Coined by author Edward Bulwer-Lytton in his 1839 play Richelieu; Or, The Conspiracy, it's been repeated and appropriated and parodied to the point of cliché. Though not original to Bulwer-Lytton, it's a truth that's been expressed at least as far back as Euripides ("The tongue is mightier than the blade.") and the New Testament ("Indeed, the word of God is living and effective, sharper than any two-edged sword . . ." ) on through Shakespeare ( ". . . many wearing rapiers are afraid of goosequills.") and Napoleon ("Four hostile newspapers are more to be feared than a thousand bayonets.") and even reflected in my own motto, Words alone change minds and hearts™. Its essential truth is simple: communication is far more effective than aggression in generating results.

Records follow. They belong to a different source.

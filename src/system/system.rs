use std::fmt::Display;
use std::sync::atomic::{AtomicBool, Ordering};
use std::sync::Arc;

use log::{error, info, warn};

use crate::common::{Cycle, PipelineStage};
use crate::config::SimConfig;
use crate::errors::{Diagnostic, SimError};
use crate::execution::execution_state::{ExecutionMode, ExecutionState};
use crate::memory::memory_system::Memory;
use crate::pipeline::instruction::InstructionRecord;
use crate::pipeline::pipeline::PipelineState;
use crate::program::program_store::Program;
use crate::register::register_system::RegisterSet;

#[derive(Debug, Clone, Copy, PartialEq, Eq)]
pub enum SystemMessage {
    Continue,
    Halt,
}

/// The pipeline engine. Owns the register file, data memory, program and
/// stage latches of one simulated processor
#[derive(Debug)]
pub struct System {
    pub clock: Cycle,
    pub(crate) config: SimConfig,
    pub(crate) registers: RegisterSet,
    pub(crate) memory_system: Memory,
    pub(crate) program: Program,
    pub(crate) pipeline: PipelineState,
    pub(crate) program_counter: usize,
    // remainder of the last DIV/DIVU, read by MFHI
    pub(crate) hi: u32,
    pub(crate) current_line: Option<usize>,
    pub(crate) execution_state: ExecutionState,
    pub(crate) running: Arc<AtomicBool>,
    pub(crate) diagnostics: Vec<Diagnostic>,
}

impl Default for System {
    fn default() -> Self {
        Self::build(SimConfig::default())
    }
}

impl System {
    /// Creates a new system, rejecting an invalid configuration
    pub fn new(config: SimConfig) -> Result<Self, SimError> {
        config.validate()?;
        Ok(Self::build(config))
    }

    fn build(config: SimConfig) -> Self {
        let execution_state = ExecutionState::new(ExecutionMode::Idle, config.run_delay);
        Self {
            clock: 0,
            memory_system: Memory::new(config.memory_size),
            registers: RegisterSet::new(),
            program: Program::default(),
            pipeline: PipelineState::new(),
            program_counter: 0,
            hi: 0,
            current_line: None,
            execution_state,
            running: Arc::new(AtomicBool::new(false)),
            diagnostics: Vec::new(),
            config,
        }
    }

    /// Replaces the program and clears any in flight instructions. Registers
    /// and memory are left alone
    pub fn load_program<I, S>(&mut self, lines: I)
    where
        I: IntoIterator<Item = S>,
        S: AsRef<str>,
    {
        self.program = Program::from_lines(lines);
        self.reset_pipeline();
    }

    pub fn load_source(&mut self, source: &str) {
        self.program = Program::from_source(source);
        self.reset_pipeline();
    }

    /// Zeroes registers and memory, clears the latches and the program counter
    pub fn reset(&mut self) {
        info!("Resetting system");
        self.running.store(false, Ordering::SeqCst);
        self.reset_pipeline();
        self.registers.reset();
        self.memory_system.reset();
        self.diagnostics.clear();
    }

    /// Clears pipeline state only: latches, program counter, high register
    /// and the cycle count
    pub(crate) fn reset_pipeline(&mut self) {
        self.pipeline.reset();
        self.program_counter = 0;
        self.hi = 0;
        self.clock = 0;
        self.current_line = None;
        self.execution_state.mode = ExecutionMode::Idle;
    }

    fn halt(&mut self) {
        self.pipeline.reset();
        self.program_counter = 0;
        self.hi = 0;
        self.running.store(false, Ordering::SeqCst);
        self.execution_state.mode = ExecutionMode::Halted;
    }

    /// Runs one clock cycle. Stages are evaluated from write back to fetch,
    /// so no stage sees a latch that an earlier stage already overwrote in the
    /// same cycle
    pub fn advance_cycle(&mut self) -> SystemMessage {
        if self.execution_state.mode == ExecutionMode::Halted {
            return SystemMessage::Halt;
        }
        if self.clock >= self.config.max_cycles {
            warn!(
                "Safety ceiling of {} cycles reached, halting",
                self.config.max_cycles
            );
            self.halt();
            return SystemMessage::Halt;
        }
        if self.program_counter >= self.program.len() && self.pipeline.is_empty() {
            info!("Program complete after {} cycles", self.clock);
            self.halt();
            return SystemMessage::Halt;
        }

        info!(
            "Starting cycle {}, PC: {}",
            self.clock, self.program_counter
        );
        self.pipeline_write_back();
        self.pipeline_memory();
        self.pipeline_execute();
        self.pipeline_decode();
        self.pipeline_fetch();
        self.clock += 1;

        SystemMessage::Continue
    }

    /// Logs and records a recoverable error raised by `stage`
    pub(crate) fn report(&mut self, stage: PipelineStage, error: SimError) {
        if let SimError::ImmediateOverflow { .. } = error {
            warn!("Pipeline::{stage}: {error}");
        } else {
            error!("Pipeline::{stage}: {error}");
        }
        self.diagnostics.push(Diagnostic {
            clock: self.clock,
            stage,
            error,
        });
    }

    /// Reads a register on behalf of `stage`, invalid indices read as 0
    pub(crate) fn register_value(&mut self, stage: PipelineStage, num: usize) -> u32 {
        match self.registers.try_read(num) {
            Ok(val) => val,
            Err(e) => {
                self.report(stage, e);
                0
            }
        }
    }

    pub fn read_register(&mut self, num: usize) -> u32 {
        self.register_value(PipelineStage::System, num)
    }

    pub fn write_register(&mut self, num: usize, data: u32) {
        if let Err(e) = self.registers.try_write(num, data) {
            self.report(PipelineStage::System, e);
        }
    }

    pub fn read_word(&self, address: i64) -> Result<u32, SimError> {
        self.memory_system.read_word(address)
    }

    pub fn write_word(&mut self, address: i64, data: u32) -> Result<(), SimError> {
        self.memory_system.write_word(address, data)
    }

    /// Saves registers and memory as the baseline for `restore`
    pub fn snapshot(&mut self) {
        info!("Saving register and memory baseline");
        self.registers.snapshot_as_baseline();
        self.memory_system.snapshot_as_baseline();
    }

    pub fn restore(&mut self) {
        info!("Restoring register and memory baseline");
        self.registers.restore_from_baseline();
        self.memory_system.restore_from_baseline();
    }

    /// Drains the recorded diagnostics
    pub fn take_diagnostics(&mut self) -> Vec<Diagnostic> {
        std::mem::take(&mut self.diagnostics)
    }

    pub fn registers(&self) -> &RegisterSet {
        &self.registers
    }

    pub fn memory(&self) -> &Memory {
        &self.memory_system
    }

    pub fn program(&self) -> &Program {
        &self.program
    }

    pub fn config(&self) -> &SimConfig {
        &self.config
    }

    pub fn program_counter(&self) -> usize {
        self.program_counter
    }

    pub fn hi(&self) -> u32 {
        self.hi
    }

    /// Source line of the most recently fetched instruction
    pub fn current_line(&self) -> Option<usize> {
        self.current_line
    }

    pub fn mode(&self) -> ExecutionMode {
        self.execution_state.mode
    }

    /// Latch contents in pipeline order, fetch output first
    pub fn latches(&self) -> [&InstructionRecord; 4] {
        self.pipeline.latches()
    }
}

impl Display for System {
    fn fmt(&self, f: &mut std::fmt::Formatter<'_>) -> std::fmt::Result {
        let [fetch, decode, execute, memory] = self.latches();
        writeln!(
            f,
            "Clock: {}  PC: {:04X}  Mode: {}",
            self.clock, self.program_counter, self.execution_state.mode
        )?;
        writeln!(f, "Fetch:     {fetch}")?;
        writeln!(f, "Decode:    {decode}")?;
        writeln!(f, "Execute:   {execute}")?;
        write!(f, "Memory:    {memory}")
    }
}

#[cfg(test)]
mod test {
    use super::{System, SystemMessage};
    use crate::common::PipelineStage;
    use crate::config::SimConfig;
    use crate::errors::SimError;
    use crate::execution::execution_state::ExecutionMode;

    fn run_to_halt(system: &mut System) {
        while system.advance_cycle() == SystemMessage::Continue {}
    }

    fn run_program(lines: &[&str]) -> System {
        let mut system = System::default();
        system.load_program(lines);
        run_to_halt(&mut system);
        system
    }

    #[test]
    fn add_program() {
        let mut system = run_program(&["ADDI $1, $0, 5", "ADDI $2, $0, 3", "ADD $3, $1, $2"]);
        assert_eq!(system.mode(), ExecutionMode::Halted);
        assert_eq!(system.read_register(1), 5);
        assert_eq!(system.read_register(2), 3);
        assert_eq!(system.read_register(3), 8);
        assert!(system.take_diagnostics().is_empty());
    }

    #[test]
    fn taken_branch_skips_line() {
        let mut system = run_program(&[
            "ADDI $1, $0, 0",
            "BEQ $1, $0, 2",
            "ADDI $2, $0, 99",
            "ADDI $3, $0, 1",
        ]);
        assert_eq!(system.read_register(2), 0);
        assert_eq!(system.read_register(3), 1);
    }

    #[test]
    fn untaken_branch_falls_through() {
        let mut system = run_program(&[
            "ADDI $1, $0, 1",
            "BEQ $1, $0, 2",
            "ADDI $2, $0, 99",
            "ADDI $3, $0, 1",
        ]);
        assert_eq!(system.read_register(2), 0x99);
        assert_eq!(system.read_register(3), 1);
    }

    #[test]
    fn bne_loop_counts_down() {
        let mut system = run_program(&[
            "ADDI $1, $0, 5",    // counter
            "ADDI $2, $2, 2",    // accumulate
            "SUBI $1, $1, 1",
            "BNE $1, $0, FFFE", // back to the accumulate line
            "ADD $3, $2, $0",
        ]);
        assert_eq!(system.read_register(1), 0);
        assert_eq!(system.read_register(2), 10);
        assert_eq!(system.read_register(3), 10);
    }

    #[test]
    fn comparand_sees_same_cycle_write_back() {
        // the branch decodes in the cycle its last source is written back
        let mut system = run_program(&[
            "ADDI $1, $0, 7",
            "ADDI $2, $0, 7",
            "BEQ $1, $2, 2",
            "ADDI $3, $0, 1",
            "ADDI $4, $0, 1",
        ]);
        assert_eq!(system.read_register(3), 0);
        assert_eq!(system.read_register(4), 1);
    }

    #[test]
    fn self_branch_hits_safety_ceiling() {
        let config = SimConfig {
            max_cycles: 5_000,
            ..SimConfig::default()
        };
        let mut system = System::new(config).unwrap();
        system.load_program(["BEQ $0, $0, 0"]);
        let mut cycles = 0;
        while system.advance_cycle() == SystemMessage::Continue {
            cycles += 1;
            assert!(cycles <= 5_000, "ceiling not enforced");
        }
        assert_eq!(cycles, 5_000);
        assert_eq!(system.mode(), ExecutionMode::Halted);
        assert!(system.latches().iter().all(|rec| rec.is_nop()));
        assert_eq!(system.program_counter(), 0);
    }

    #[test]
    fn load_and_store() {
        let mut system = System::default();
        system.write_word(0x20, 0x1234_5678).unwrap();
        system.load_program([
            "LI $1, 10",     // 0x10 base
            "LW $2, 10($1)", // 0x20
            "SW $2, 5($1)",  // unaligned 0x15
            "LW $3, 5($1)",
        ]);
        run_to_halt(&mut system);
        assert_eq!(system.read_register(2), 0x1234_5678);
        assert_eq!(system.read_word(0x15).unwrap(), 0x1234_5678);
        assert_eq!(system.read_register(3), 0x1234_5678);
    }

    #[test]
    fn load_out_of_bounds_reports_and_yields_zero() {
        let mut system = System::default();
        system.write_register(5, 9);
        system.load_program(["LW $5, FFFC($0)", "SW $0, 2000($0)"]);
        run_to_halt(&mut system);
        assert_eq!(system.read_register(5), 0);
        let errors: Vec<SimError> = system
            .take_diagnostics()
            .into_iter()
            .map(|d| d.error)
            .collect();
        assert_eq!(
            errors,
            vec![
                SimError::MemoryOutOfBounds {
                    address: -4,
                    capacity: 8192
                },
                SimError::MemoryOutOfBounds {
                    address: 0x2000,
                    capacity: 8192
                },
            ]
        );
    }

    #[test]
    fn invalid_register_is_reported() {
        let mut system = run_program(&["ADD $1, $40, $0", "ADDI $33, $0, 1"]);
        assert_eq!(system.read_register(1), 0);
        let diagnostics = system.take_diagnostics();
        assert_eq!(diagnostics.len(), 2);
        assert_eq!(diagnostics[0].stage, PipelineStage::Decode);
        assert_eq!(diagnostics[0].error, SimError::InvalidRegisterIndex(40));
        assert_eq!(diagnostics[1].stage, PipelineStage::WriteBack);
        assert_eq!(diagnostics[1].error, SimError::InvalidRegisterIndex(33));
    }

    #[test]
    fn empty_and_blank_programs_halt() {
        let mut system = System::default();
        assert_eq!(system.advance_cycle(), SystemMessage::Halt);

        let system = run_program(&["", "   # nothing here", ""]);
        assert_eq!(system.mode(), ExecutionMode::Halted);
        assert_eq!(system.registers().values(), &[0; 32]);
    }

    #[test]
    fn unknown_opcodes_are_noops() {
        let mut system = run_program(&["JAL $1, 4", "FOO", "ADDI $2, $0, 1"]);
        assert_eq!(system.read_register(1), 0);
        assert_eq!(system.read_register(2), 1);
    }

    #[test]
    fn halted_system_stays_halted() {
        let mut system = run_program(&["ADDI $1, $0, 1"]);
        assert_eq!(system.advance_cycle(), SystemMessage::Halt);
        assert_eq!(system.read_register(1), 1);
    }

    #[test]
    fn reset_twice_matches_once() {
        let mut system = run_program(&["ADDI $1, $0, 1", "SW $1, 0($0)"]);
        system.reset();
        let regs = system.registers().clone();
        let mem = system.memory().clone();
        system.reset();
        assert_eq!(system.registers(), &regs);
        assert_eq!(system.memory(), &mem);
        assert_eq!(system.read_register(1), 0);
        assert_eq!(system.read_word(0).unwrap(), 0);
        assert_eq!(system.mode(), ExecutionMode::Idle);
        assert_eq!(system.clock, 0);
    }

    #[test]
    fn snapshot_and_restore() {
        let mut system = System::default();
        system.write_register(4, 44);
        system.write_word(8, 88).unwrap();
        system.snapshot();
        system.reset();
        assert_eq!(system.read_register(4), 0);
        system.restore();
        assert_eq!(system.read_register(4), 44);
        assert_eq!(system.read_word(8).unwrap(), 88);
    }

    #[test]
    fn direct_register_zero_write_is_ignored() {
        let mut system = System::default();
        system.write_register(0, 123);
        assert_eq!(system.read_register(0), 0);
        system.write_register(32, 1);
        assert_eq!(
            system.take_diagnostics()[0].error,
            SimError::InvalidRegisterIndex(32)
        );
    }

    #[test]
    fn rejects_invalid_config() {
        let config = SimConfig {
            memory_size: 10,
            ..SimConfig::default()
        };
        assert!(System::new(config).is_err());
    }

    #[test]
    fn displays_latches() {
        let mut system = System::default();
        system.load_program(["ADDI $1, $0, 1"]);
        system.advance_cycle();
        let shown = system.to_string();
        assert!(shown.contains("Fetch:     ADDI $1, $0, 1"));
        assert!(shown.contains("Decode:    NOP"));
    }
}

Given the truth Bulwer-Lytton expressed, it’s certainly a great phrase for a writer/communicator to go by. But it runs deeper for me. One summer in college, I signed up for a Fencing class. Growing up on The Mark of Zorro, The Three Musketeers, Star Wars, and the films of Errol Flynn, learning how to actually, really use a sword drew me the way no other sport had before and sent me on a path I’m still on, over the years training and teaching in arts that have included not just Fencing but Kendo, Iaido, and others.

So the point where I learned the sword coincided with the point where I understood I wanted to write. Conversations with words and blades, phrases and reactions, ripostes verbal and physical—all came together for me as I studied writing and swordwork at the same time.

As much as my sword training has polished me, between the two, I do believe words are stronger. They can shape the world more elegantly and effectively than the sword. Words form ideas and initiate change in a way that’s impossible for the weapon.

But of course, the good part for me is: When backed into a corner, if words don’t work, I still have the sword thing going for me.